Proving that an integral is a holomorphic function

Question

Let $U\in \mathbb C$. Let $f:U\to\mathbb C$ be analytic on $U$ and continuous on the boundary of $U$. I want to prove that, for each $a\in U$, and sufficiently small $r>0$, $$ g(w)=\frac{1}{2\pi i}\int_{|z-a|=r}\frac{zf'(z)}{f(z)-w}dz $$ defines a holomorphic function.

My attempt: Assume for a moment that $f$ is injective (not actually valid). Using the substitution $x=f(z)$, we get $$ g(w)=\frac{1}{2\pi i}\int_{|f^{-1}(x)-a|=r}\frac{f^{-1}(x)}{x-w}dx=f^{-1}(w) $$ by Cauchy integration formula, since $f^{-1}$ is analytic (because $f'(z)\neq0$).
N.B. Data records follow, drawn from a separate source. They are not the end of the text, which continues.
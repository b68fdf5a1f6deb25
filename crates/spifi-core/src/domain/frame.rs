//! Decoded 802.11 frame as handed over by the capture collaborator.

use serde::{Deserialize, Serialize};

use super::mac::MacAddress;

/// 802.11 frame type for management frames.
pub const FRAME_TYPE_MANAGEMENT: u8 = 0;

/// 802.11 management subtype for probe requests.
pub const SUBTYPE_PROBE_REQUEST: u8 = 0x04;

/// A decoded 802.11 frame.
///
/// The field names on the wire (`type`, `addr2`, `info`, `notdecoded`) follow
/// the layer attributes a dissector exposes, so decoder output can be piped in
/// without renaming.
#[derive(Debug, Clone, PartialEq, Eq, Serialize, Deserialize)]
pub struct DecodedFrame {
    /// Frame type (0 = management, 1 = control, 2 = data).
    #[serde(rename = "type")]
    pub frame_type: u8,
    /// Frame subtype within the type.
    pub subtype: u8,
    /// Transmitter address (`addr2`).
    #[serde(rename = "addr2")]
    pub transmitter: MacAddress,
    /// Information element payload; the SSID for probe requests.
    #[serde(rename = "info", default)]
    pub info: String,
    /// Raw trailing bytes the decoder did not interpret (radio metadata).
    #[serde(rename = "notdecoded", default)]
    pub trailer: Vec<u8>,
}

impl DecodedFrame {
    /// Build a probe request frame.
    pub fn probe_request(transmitter: MacAddress, ssid: impl Into<String>, trailer: Vec<u8>) -> Self {
        Self {
            frame_type: FRAME_TYPE_MANAGEMENT,
            subtype: SUBTYPE_PROBE_REQUEST,
            transmitter,
            info: ssid.into(),
            trailer,
        }
    }

    /// Whether this is a management probe request.
    pub fn is_probe_request(&self) -> bool {
        self.frame_type == FRAME_TYPE_MANAGEMENT && self.subtype == SUBTYPE_PROBE_REQUEST
    }
}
Is this valid? I feel something missing. For example, I have not addressed the condition "sufficiently small r". What's wrong?

Answer 1

Let $n$ be the order of the zero of $f(z)-f(a)$ at $z=a$.

$$f(z)- f(a)= f^{(n)}(a) (z-a)^n+O((z-a)^{n+1})$$

For $r$ small enough then $f(z)-f(a)-w, |z-a|=r$ doesn't vanish on $|w| < R= \frac12 |f^{(n)}(a)| r^n$ so that $$g(f(a)+w)=\frac{1}{2\pi i}\int_{|z-a|=r}\frac{zf'(z)}{f(z)-f(a)-w}dz$$ is analytic on $|w| < R$.

Iff $n=1$ then $g(w) = f^{-1}(w)$ (proving the latter is locally analytic). If $n=2$ then the substitution $u = f(z)$ in the integral transforms the simple loop $|z-a| = r$ into a double loop around $f(a)$.

You can use the residue theorem to express $g(f(a)+w)$ in term of $f^{-1}$.

Answer 2

EDITED:

More generally, let $\mu$ be a complex (finite) measure on a measurable space $X$, $\varphi$ a measurable function on $X$, and $V$ an open subset of $\mathbb C$ that does not intersect $\varphi(X)$. Then

$$ g(z) = \int_X \frac{d\mu(x)}{\varphi(x) - z}$$ is analytic in $V$. You can prove this using Morera's theorem.

In the OP's case, $V = \mathbb C \backslash f(\Gamma_r)$ where $\Gamma_r$ is the circle $|z-a| = r$. Note that for any $w \ne f(a)$, you can take $r$ small enough that $w \in V$.